Let's take a preventative approach instead. Lockdowns kill.

Instead of shutting down society again and causing a tidal wave of devastating business closures, job loss, financial devastation, mental health issues, substance abuse, and further isolating the already lonely during the entirety of an already depressing and dark period (winter), advocate for preventative measures for the populace.

For example: Vitamin D.
Please read this study from Boston:
https://www.bostonherald.com/2020/09/17/vitamin-d-can-help-reduce-coronavirus-risk-by-54-boston-university-doctor/

Vitamin D seems to not only reduce the odds of contracting it, but it prevents death in those in hospital.

As we enter the darker months, it makes no sense to have us all huddling in our houses again with everything shut, spending all our time confined indoors with others with no sunlight and no fresh air, under yet another mentally devastating house arrest. Instead, STRONGLY advocate for daily Vitamin D supplements, exercise, weight loss, fresh air, and healthy diet. Educate folk on how they can strengthen their immune systems.

Instead of taking a passive approach such as essentially hiding away from a highly contagious microbe (which didn't seem to work all that well because it's still very much amongst us) take charge. Encourage healthier lifestyles.

I believe it is up to the individual to look at the facts and evaluate their own risks NOT based on scare tactics to keep people afraid of each other, even loved ones, seeing everyone else as disease vectors.
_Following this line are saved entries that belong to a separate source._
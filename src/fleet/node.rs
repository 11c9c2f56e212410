use std::collections::HashMap;
use std::time::Instant;

use crate::fleet::server::Server;
use crate::message::{DiscoroStatus, Location};

/// A discoro node: one machine running a `discoro_scheduler`-managed
/// fleet of coroutine servers. Mirrors `__Node` in the original scheduler.
#[derive(Debug, Clone)]
pub struct Node {
    pub location: Location,
    pub agent_id: Option<String>,
    pub status: DiscoroStatus,
    pub servers: HashMap<Location, Server>,
    pub discovered_at: Instant,
}

impl Node {
    pub fn new(location: Location, agent_id: Option<String>) -> Self {
        Self {
            location,
            agent_id,
            status: DiscoroStatus::NodeDiscovered,
            servers: HashMap::new(),
            discovered_at: Instant::now(),
        }
    }

    pub fn add_server(&mut self, server: Server) {
        self.servers.insert(server.location, server);
    }

    pub fn remove_server(&mut self, location: &Location) -> Option<Server> {
        self.servers.remove(location)
    }

    pub fn server_mut(&mut self, location: &Location) -> Option<&mut Server> {
        self.servers.get_mut(location)
    }

    pub fn total_load(&self) -> usize {
        self.servers.values().map(Server::load).sum()
    }

    pub fn is_idle(&self) -> bool {
        self.servers.values().all(|s| s.coros.is_empty())
    }
}
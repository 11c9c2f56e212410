use thiserror::Error;
use uuid::Uuid;

/// Scheduler-domain error taxonomy. Transport- and IO-level failures are
/// carried as `anyhow::Error` at the call site (connect, serialize, fs);
/// this enum covers failures that are meaningful to report back to a
/// client or to decide retry/placement behavior on.
#[derive(Debug, Error)]
pub enum DiscoroError {
    #[error("validation failed: {0}")]
    Validation(String),

    #[error("request to {addr} timed out after {elapsed_ms}ms")]
    TransportTimeout { addr: std::net::SocketAddr, elapsed_ms: u64 },

    #[error("protocol violation from {addr}: {message}")]
    Protocol {
        addr: std::net::SocketAddr,
        message: String,
    },

    #[error("lost contact with peer at {addr}")]
    PeerLoss { addr: std::net::SocketAddr },

    #[error("server at {addr} is a zombie: no pulse for {silent_secs}s")]
    Zombie { addr: std::net::SocketAddr, silent_secs: u64 },

    #[error("file transfer failed for '{file}': {message}")]
    FileTransfer { file: String, message: String },

    #[error("unknown computation auth '{auth}'")]
    UnknownComputation { auth: String },

    #[error("unknown task {task_id}")]
    UnknownTask { task_id: Uuid },

    #[error("no server available to place task '{name}'")]
    NoServerAvailable { name: String },

    #[error("client secret did not match")]
    NotAuthorized,
}

impl DiscoroError {
    pub fn is_retryable(&self) -> bool {
        matches!(
            self,
            DiscoroError::TransportTimeout { .. } | DiscoroError::NoServerAvailable { .. }
        )
    }
}

#[cfg(test)]
mod tests {
    use super::*;

    #[test]
    fn zombie_and_timeout_are_retryable_classification() {
        let timeout = DiscoroError::TransportTimeout {
            addr: "127.0.0.1:1".parse().unwrap(),
            elapsed_ms: 500,
        };
        assert!(timeout.is_retryable());

        let not_authorized = DiscoroError::NotAuthorized;
        assert!(!not_authorized.is_retryable());
    }

    #[test]
    fn display_messages_are_human_readable() {
        let err = DiscoroError::UnknownComputation {
            auth: "abc".to_string(),
        };
        assert_eq!(err.to_string(), "unknown computation auth 'abc'");
    }
}
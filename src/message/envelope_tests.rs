use super::*;
use serde_json::json;

fn agent_a() -> String {
    "node.a1b2c3d4e5f6a1b2c3d4e5f6a1b2c3d4".to_string()
}

fn agent_b() -> String {
    "node.f6e5d4c3b2a1f6e5d4c3b2a1f6e5d4c3".to_string()
}

#[test]
fn envelope_round_trip() {
    let envelope = Envelope::new(
        agent_a(),
        agent_b(),
        MessageKind::Schedule,
        json!({"name": "compute"}),
    );
    let encoded = serde_json::to_string(&envelope).expect("serialize");
    let decoded: Envelope = serde_json::from_str(&encoded).expect("deserialize");
    assert_eq!(decoded.kind, MessageKind::Schedule);
    assert_eq!(decoded.payload_value().unwrap()["name"], json!("compute"));
}

#[test]
fn response_links_request_id() {
    let req = Envelope::new(agent_a(), agent_b(), MessageKind::Pulse, json!({}));
    let resp = Envelope::response_to(
        &req,
        req.to.clone().unwrap(),
        MessageKind::Ack,
        json!({"accepted": true}),
    );
    assert_eq!(resp.ref_id, Some(req.id));
    assert_eq!(resp.to, req.from);
}

#[test]
fn envelope_validation_rejects_nil_id() {
    let mut envelope = Envelope::new(agent_a(), agent_b(), MessageKind::Pulse, json!({}));
    envelope.id = Uuid::nil();
    assert!(envelope.validate().is_err());
}

#[test]
fn envelope_new_sets_defaults() {
    let env = Envelope::new(agent_a(), agent_b(), MessageKind::Pulse, json!({}));
    assert!(env.ref_id.is_none());
    assert!(!env.id.is_nil());
}

#[test]
fn unknown_envelope_fields_are_ignored() {
    let raw = r#"{
            "id":"6fc0ec4f-e59f-4bea-9d57-0d9fdd1108f1",
            "from":"node.aaaaaaaaaaaaaaaaaaaaaaaaaaaaaaaa",
            "to":"node.bbbbbbbbbbbbbbbbbbbbbbbbbbbbbbbb",
            "kind":"status_update",
            "payload":{"status":1},
            "extra":"ignored"
        }"#;
    let decoded: Envelope = serde_json::from_str(raw).expect("deserialize");
    assert_eq!(decoded.kind, MessageKind::StatusUpdate);
}

#[test]
fn ref_field_serializes_as_ref_not_ref_id() {
    let env = Envelope::new(agent_a(), agent_b(), MessageKind::Pulse, json!({}));
    let v = serde_json::to_value(&env).unwrap();
    assert!(v.get("ref_id").is_none());
}

#[test]
fn ref_field_present_when_set() {
    let req = Envelope::new(agent_a(), agent_b(), MessageKind::Pulse, json!({}));
    let resp = Envelope::response_to(&req, agent_b(), MessageKind::Ack, json!({"accepted": true}));
    let v = serde_json::to_value(&resp).unwrap();
    assert_eq!(v["ref"].as_str().unwrap(), req.id.to_string());
}

// =========================================================================
// Property-based tests
// =========================================================================

use proptest::prelude::*;

proptest! {
    #[test]
    fn response_always_links_request(
        from_hex in "[0-9a-f]{32}",
        to_hex in "[0-9a-f]{32}",
    ) {
        let from_id = format!("node.{from_hex}");
        let to_id = format!("node.{to_hex}");
        let req = Envelope::new(from_id, to_id.clone(), MessageKind::Schedule, json!({"name":"x"}));
        let resp = Envelope::response_to(&req, to_id, MessageKind::Ack, json!({"accepted": true}));
        prop_assert_eq!(resp.ref_id, Some(req.id));
        prop_assert_eq!(resp.to, req.from);
    }

    #[test]
    fn non_nil_ids_always_validate(
        from_hex in "[0-9a-f]{32}",
        to_hex in "[0-9a-f]{32}",
    ) {
        let from_id = format!("node.{from_hex}");
        let to_id = format!("node.{to_hex}");
        let env = Envelope::new(from_id, to_id, MessageKind::Pulse, json!({}));
        prop_assert!(env.validate().is_ok());
    }
}
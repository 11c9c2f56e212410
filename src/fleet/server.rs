use std::collections::HashMap;
use std::time::Instant;

use uuid::Uuid;

use crate::fleet::task::{RemoteTask, TaskOutcome};
use crate::message::{DiscoroStatus, Location};

/// A single coroutine-server process on a node, as tracked by the scheduler.
///
/// Mirrors `__Server` in the original scheduler: a name, the node it runs
/// on, the tasks currently placed on it, and a small buffer of outcomes
/// that arrived before the scheduler's `await_` caught up with them.
#[derive(Debug, Clone)]
pub struct Server {
    pub name: String,
    pub location: Location,
    pub node: Location,
    pub status: DiscoroStatus,
    pub coros: HashMap<Uuid, RemoteTask>,
    pub done: Vec<TaskOutcome>,
    pub last_pulse: Instant,
}

impl Server {
    pub fn new(name: impl Into<String>, location: Location, node: Location) -> Self {
        Self {
            name: name.into(),
            location,
            node,
            status: DiscoroStatus::ServerDiscovered,
            coros: HashMap::new(),
            done: Vec::new(),
            last_pulse: Instant::now(),
        }
    }

    pub fn mark_pulse(&mut self) {
        self.last_pulse = Instant::now();
    }

    pub fn silent_for(&self) -> std::time::Duration {
        self.last_pulse.elapsed()
    }

    pub fn place_task(&mut self, task: RemoteTask) {
        self.coros.insert(task.task_id, task);
    }

    /// Removes a completed task from `coros`, buffering the outcome if it
    /// is not yet known (the completion reply raced the `run` reply).
    pub fn record_outcome(&mut self, task_id: Uuid, value: Option<serde_json::Value>, error: Option<String>) {
        self.coros.remove(&task_id);
        self.done.push(TaskOutcome {
            task_id,
            value,
            error,
        });
    }

    pub fn take_outcome(&mut self, task_id: Uuid) -> Option<TaskOutcome> {
        let idx = self.done.iter().position(|o| o.task_id == task_id)?;
        Some(self.done.remove(idx))
    }

    pub fn load(&self) -> usize {
        self.coros.len()
    }
}

#[cfg(test)]
mod tests {
    use super::*;
    use serde_json::json;

    fn loc(port: u16) -> Location {
        format!("127.0.0.1:{port}").parse().unwrap()
    }

    #[test]
    fn place_and_complete_task_moves_between_coros_and_done() {
        let mut server = Server::new("s1", loc(9001), loc(9000));
        let task_id = Uuid::new_v4();
        server.place_task(RemoteTask::new(task_id, "f", json!([]), json!({})));
        assert_eq!(server.load(), 1);

        server.record_outcome(task_id, Some(json!(42)), None);
        assert_eq!(server.load(), 0);

        let outcome = server.take_outcome(task_id).expect("outcome");
        assert_eq!(outcome.value, Some(json!(42)));
        assert!(server.take_outcome(task_id).is_none());
    }

    #[test]
    fn silent_for_grows_until_pulse() {
        let mut server = Server::new("s1", loc(9001), loc(9000));
        std::thread::sleep(std::time::Duration::from_millis(5));
        assert!(server.silent_for().as_millis() >= 5);
        server.mark_pulse();
        assert!(server.silent_for().as_millis() < 5);
    }
}
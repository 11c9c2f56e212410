use std::env;
use std::fs;
use std::io::ErrorKind;
use std::net::{SocketAddr, ToSocketAddrs};
use std::os::unix::fs::PermissionsExt;
use std::path::{Path, PathBuf};

use anyhow::{Context, Result, anyhow};
use serde::{Deserialize, Serialize};
use tracing::warn;

/// Filesystem layout for a scheduler or server process's private state:
/// identity keys and the list of nodes it last knew about, so a restart can
/// reconnect without waiting for a fresh discovery round.
///
/// Rooted at `--dest_path` (the same directory used for file transfer
/// staging) under a `.discoro` subdirectory, matching the original
/// scheduler's `os.path.join(dest_path, 'discoro', 'scheduler', auth)`
/// layout for per-computation staging.
#[derive(Debug, Clone)]
pub struct DiscoroHome {
    pub root: PathBuf,
    pub identity_key: PathBuf,
    pub identity_pub: PathBuf,
    pub state: PathBuf,
}

impl DiscoroHome {
    pub fn discover_with_override(override_root: Option<&Path>) -> Result<Self> {
        if let Some(root) = override_root {
            return Ok(Self::from_root(root.to_path_buf()));
        }

        if let Ok(root) = env::var("DISCORO_HOME")
            && !root.trim().is_empty()
        {
            return Ok(Self::from_root(PathBuf::from(root)));
        }

        Self::discover()
    }

    pub fn discover() -> Result<Self> {
        let home = env::var("HOME").context("HOME is not set")?;
        let root = Path::new(&home).join(".discoro");
        Ok(Self::from_root(root))
    }

    pub fn from_root(root: PathBuf) -> Self {
        Self {
            identity_key: root.join("identity.key"),
            identity_pub: root.join("identity.pub"),
            state: root.join("state.toml"),
            root,
        }
    }

    pub fn ensure_root_exists(&self) -> Result<()> {
        if self.root.exists() {
            let meta = fs::symlink_metadata(&self.root).with_context(|| {
                format!(
                    "failed to read metadata for discoro home: {}",
                    self.root.display()
                )
            })?;
            if meta.file_type().is_symlink() {
                anyhow::bail!(
                    "discoro home directory is a symlink (security violation): {}. \
                     Remove the symlink and restart.",
                    self.root.display()
                );
            }
        } else {
            fs::create_dir_all(&self.root).with_context(|| {
                format!("failed to create discoro home dir: {}", self.root.display())
            })?;
        }
        fs::set_permissions(&self.root, fs::Permissions::from_mode(0o700)).with_context(|| {
            format!(
                "failed to set discoro home dir permissions: {}",
                self.root.display()
            )
        })?;
        Ok(())
    }
}

/// Per-computation staging directory: `<dest_path>/discoro/scheduler/<auth>/`.
pub fn computation_staging_dir(dest_path: &Path, auth: &str) -> PathBuf {
    dest_path.join("discoro").join("scheduler").join(auth)
}

pub fn ensure_staging_dir(dest_path: &Path, auth: &str) -> Result<PathBuf> {
    let dir = computation_staging_dir(dest_path, auth);
    fs::create_dir_all(&dir)
        .with_context(|| format!("failed to create staging dir: {}", dir.display()))?;
    Ok(dir)
}

pub fn remove_staging_dir(dest_path: &Path, auth: &str) -> Result<()> {
    let dir = computation_staging_dir(dest_path, auth);
    match fs::remove_dir_all(&dir) {
        Ok(()) => Ok(()),
        Err(err) if err.kind() == ErrorKind::NotFound => Ok(()),
        Err(err) => Err(err).with_context(|| format!("failed to remove staging dir: {}", dir.display())),
    }
}

// ---------------------------------------------------------------------------
// Node address parsing — used for the repeatable `--node` CLI flag
// ---------------------------------------------------------------------------

#[derive(Debug, Clone, PartialEq, Eq)]
pub enum NodeAddr {
    Socket(SocketAddr),
    Host { host: String, port: u16 },
}

impl NodeAddr {
    const DEFAULT_NODE_PORT: u16 = 51350;

    fn resolve_host(host: &str, port: u16) -> Result<SocketAddr> {
        let addrs: Vec<SocketAddr> = (host, port)
            .to_socket_addrs()
            .with_context(|| format!("failed to resolve '{host}:{port}'"))?
            .collect();
        if let Some(addr) = addrs.iter().copied().find(SocketAddr::is_ipv4) {
            return Ok(addr);
        }
        addrs
            .into_iter()
            .next()
            .ok_or_else(|| anyhow!("resolution returned no addresses for '{host}:{port}'"))
    }

    pub fn parse(input: &str) -> Result<Self> {
        if let Ok(addr) = input.parse::<SocketAddr>() {
            return Ok(Self::Socket(addr));
        }

        if let Some((host, port)) = input.rsplit_once(':')
            && let Ok(port) = port.parse::<u16>()
        {
            if host.is_empty() {
                anyhow::bail!("host cannot be empty");
            }
            return Ok(Self::Host {
                host: host.to_string(),
                port,
            });
        }

        if input.is_empty() {
            anyhow::bail!("node address cannot be empty");
        }
        Ok(Self::Host {
            host: input.to_string(),
            port: Self::DEFAULT_NODE_PORT,
        })
    }

    pub fn resolve(&self) -> Result<SocketAddr> {
        match self {
            NodeAddr::Socket(addr) => Ok(*addr),
            NodeAddr::Host { host, port } => Self::resolve_host(host, *port),
        }
    }

    pub async fn resolve_async(&self) -> Result<SocketAddr> {
        match self {
            NodeAddr::Socket(addr) => Ok(*addr),
            NodeAddr::Host { host, port } => {
                let host = host.clone();
                let port = *port;
                tokio::task::spawn_blocking(move || Self::resolve_host(&host, port))
                    .await
                    .map_err(|err| anyhow!("hostname resolution task failed: {err}"))?
            }
        }
    }
}

impl std::fmt::Display for NodeAddr {
    fn fmt(&self, f: &mut std::fmt::Formatter<'_>) -> std::fmt::Result {
        match self {
            NodeAddr::Socket(addr) => write!(f, "{addr}"),
            NodeAddr::Host { host, port } => write!(f, "{host}:{port}"),
        }
    }
}

// ---------------------------------------------------------------------------
// Persisted scheduler state — surviving restarts
// ---------------------------------------------------------------------------

#[derive(Debug, Clone, Default, Deserialize, Serialize)]
pub struct PersistedState {
    #[serde(default)]
    pub known_nodes: Vec<String>,
}

pub async fn load_persisted_state(path: &Path) -> Result<PersistedState> {
    let raw = match tokio::fs::read_to_string(path).await {
        Ok(raw) => raw,
        Err(err) if err.kind() == ErrorKind::NotFound => return Ok(PersistedState::default()),
        Err(err) => {
            return Err(err).with_context(|| format!("failed to read state: {}", path.display()));
        }
    };
    toml::from_str(&raw).with_context(|| format!("failed to parse state: {}", path.display()))
}

pub async fn save_persisted_state(path: &Path, state: &PersistedState) -> Result<()> {
    if let Some(parent) = path.parent()
        && !parent.exists()
    {
        tokio::fs::create_dir_all(parent)
            .await
            .with_context(|| format!("failed to create directory: {}", parent.display()))?;
    }

    let serialized =
        toml::to_string_pretty(state).with_context(|| format!("failed to serialize state: {}", path.display()))?;
    tokio::fs::write(path, serialized)
        .await
        .with_context(|| format!("failed to write state: {}", path.display()))?;
    Ok(())
}
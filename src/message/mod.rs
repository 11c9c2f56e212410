mod envelope;
mod kind;
mod location;
mod payloads;
mod status;
mod wire;

pub use envelope::{AgentId, Envelope};
pub use kind::MessageKind;
pub use location::Location;
pub use payloads::{
    AckPayload, AwaitPayload, CloseComputationPayload, CloseServerPayload, ErrorCode,
    ErrorPayload, FileTransferPayload, NodesQueryPayload, NodesQueryResponsePayload,
    PulsePayload, ResultPayload, RunAtPayload, RunEachPayload, RunPayload, SchedulePayload,
    ServersQueryPayload, ServersQueryResponsePayload, SetupPayload, StatusUpdatePayload,
    TerminatePayload,
};
pub use status::{CoroInfo, DiscoroStatus};
pub use wire::{MAX_MESSAGE_SIZE, decode, encode, now_millis};
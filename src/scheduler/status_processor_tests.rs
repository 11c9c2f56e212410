use super::*;
use crate::identity::Identity;
use serde_json::json;
use std::path::PathBuf;
use tempfile::tempdir;
use tokio::sync::mpsc;

async fn bind_transport() -> (Identity, QuicTransport, tempfile::TempDir) {
    let dir = tempdir().expect("tempdir");
    let home = crate::config::DiscoroHome::from_root(PathBuf::from(dir.path()));
    let identity = Identity::load_or_generate(&home).expect("identity");
    let transport = QuicTransport::bind("127.0.0.1:0".parse().unwrap(), &identity, 128)
        .await
        .expect("bind");
    (identity, transport, dir)
}

#[test]
fn node_key_zeroes_the_port() {
    let addr: SocketAddr = "10.0.0.5:9001".parse().unwrap();
    let key = node_key(addr);
    assert_eq!(key.host(), "10.0.0.5");
    assert_eq!(key.port(), 0);
}

#[test]
fn two_servers_same_host_share_a_node_key() {
    let a: SocketAddr = "10.0.0.5:9001".parse().unwrap();
    let b: SocketAddr = "10.0.0.5:9002".parse().unwrap();
    assert_eq!(node_key(a), node_key(b));
}

#[tokio::test]
async fn peer_online_without_computation_marks_server_discovered() {
    let fleet = Fleet::new();
    let (_id, transport, _dir) = bind_transport().await;
    let (tx, mut rx) = mpsc::channel(8);
    let addr: SocketAddr = "127.0.0.1:19001".parse().unwrap();

    handle_peer_online(&fleet, &transport, "node.sched", None, addr, None, &tx).await;

    let nodes = fleet.snapshot_nodes().await;
    let server = &nodes[0].servers[&Location::new(addr)];
    assert_eq!(server.status, DiscoroStatus::ServerDiscovered);
    assert!(rx.try_recv().is_err(), "no observer event without an active computation");
}

#[tokio::test]
async fn peer_offline_removes_server_and_emits_when_computation_active() {
    let fleet = Fleet::new();
    let addr: SocketAddr = "127.0.0.1:19002".parse().unwrap();
    let node_location = node_key(addr);
    let server_location = Location::new(addr);
    fleet.upsert_node(node_location, None).await;
    fleet
        .add_server(node_location, crate::fleet::Server::new("s1", server_location, node_location))
        .await
        .unwrap();

    let (tx, mut rx) = mpsc::channel(8);
    let cascade = handle_peer_offline(&fleet, addr, true, None, &tx).await;
    assert!(!cascade);

    let first = rx.recv().await.expect("server disconnected event");
    assert_eq!(first.status, DiscoroStatus::ServerDisconnected);
    let second = rx.recv().await.expect("node disconnected event");
    assert_eq!(second.status, DiscoroStatus::NodeDisconnected);
}

#[tokio::test]
async fn peer_offline_at_client_pulse_location_cascades_close() {
    let fleet = Fleet::new();
    let addr: SocketAddr = "127.0.0.1:19003".parse().unwrap();
    let node_location = node_key(addr);
    let server_location = Location::new(addr);
    fleet.upsert_node(node_location, None).await;
    fleet
        .add_server(node_location, crate::fleet::Server::new("s1", server_location, node_location))
        .await
        .unwrap();

    let (tx, _rx) = mpsc::channel(8);
    let cascade = handle_peer_offline(&fleet, addr, false, Some(server_location), &tx).await;
    assert!(cascade);
}

#[tokio::test]
async fn termination_racing_ahead_of_spawn_is_buffered_not_emitted() {
    let fleet = Fleet::new();
    let addr: SocketAddr = "127.0.0.1:19004".parse().unwrap();
    let node_location = node_key(addr);
    let server_location = Location::new(addr);
    fleet.upsert_node(node_location, None).await;
    fleet
        .add_server(node_location, crate::fleet::Server::new("s1", server_location, node_location))
        .await
        .unwrap();

    let task_id = uuid::Uuid::new_v4();
    let (tx, mut rx) = mpsc::channel(8);
    handle_task_termination(&fleet, addr, task_id, Some(json!("done")), None, &tx).await;

    assert!(rx.try_recv().is_err(), "no running task, so nothing should be observed");

    let nodes = fleet.snapshot_nodes().await;
    let server = &nodes[0].servers[&server_location];
    assert!(server.done.iter().any(|o| o.task_id == task_id));
}

#[tokio::test]
async fn termination_of_a_running_task_is_observed() {
    let fleet = Fleet::new();
    let addr: SocketAddr = "127.0.0.1:19005".parse().unwrap();
    let node_location = node_key(addr);
    let server_location = Location::new(addr);
    fleet.upsert_node(node_location, None).await;
    fleet
        .add_server(node_location, crate::fleet::Server::new("s1", server_location, node_location))
        .await
        .unwrap();

    let task_id = uuid::Uuid::new_v4();
    fleet
        .place_task(
            &node_location,
            &server_location,
            crate::fleet::RemoteTask::new(task_id, "f", json!([]), json!({})),
        )
        .await
        .unwrap();

    let (tx, mut rx) = mpsc::channel(8);
    handle_task_termination(&fleet, addr, task_id, Some(json!(1)), None, &tx).await;

    let event = rx.recv().await.expect("observed termination");
    assert_eq!(event.coro.unwrap().task_id, task_id);
}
It breaks down society, and the longer this goes on, the more we stand to lose.

After countless studies, we now know so much more about the risks to various age groups and know it is not the automatic death sentence we thought it was in the beginning, all things considered.

We have never had the government halt society, travel, or families gathering for a virus in history, and many have been far more deadly. I would understand if this disease had an incredibly high death rate like Ebola or MERS, but we now know it thankfully does not. It adversely affects those who in care homes, those who likely would have not survived the next bad flu season anyway. With that in mind, we must have folk evaluate their own risk on their own accord, with preventative measures like vitamin supplements, socially distancing and mask use. If at-risk indivdiuals don't want to take thes risks, perhaps it's time to give them a stipend to self-isolate until a vaccine or other natural end point. It is FAR less damaging to society, at this point, to put everything on hold until a vaccine -- which we've been told won't even be 100% effective!

Lockdowns are akin to holding a balloon under water. You can hold it down there as long as you like, but once you release it, it bobs to the surface and is exposed all over again. It's an endless cycle. We'll never get out of this.

We are far past the containment stage. That's only possible if you are an isolated nation, and even then it just takes ONE person to start it up all over again. (After all, that's how it began -- it took just one person to spread it to every nation on earth.)

It's the same virus all over the world. This means we are just as likely to catch it at ASDA as we are on an airplane. Same deal with the flu, common cold, or norovirus. It's everywhere. There is no longer any point in geographic or regional restrictions because we're just delaying the inevitable, unless we keep this up forever. The virus is endemic now, like all other coronaviruses before it.

An abundance of caution will see us through the next few months, NOT another society damaging lockdown that keeps families apart, the elderly isolated, destroys people's lives and businesses, and delays treatment.

Why the contribution is important

My friend in Coatbridge just died of cancer last week, likely due to delays in her treatment, and she was in her 40s. Lockdowns kill. They also kill by loneliness. The elderly don't want to spend their final years cut off from their loved ones, or friends. Every day counts. This is cruelty. We've passed the point where the cure is worse than the actual disease. Cowering hasn't worked, and even at the very start, it wouldn't have worked unless we sealed everyone in their homes for months, which is impossible because we'll always need people to work the sewers, deliver groceries, electricity, etc.

Life is very short. My dad's sudden death taught me that. This madness needs to stop before we rob any more of the life we apparently holding so dear, from those who stand to lose the most from these devastating lockdowns.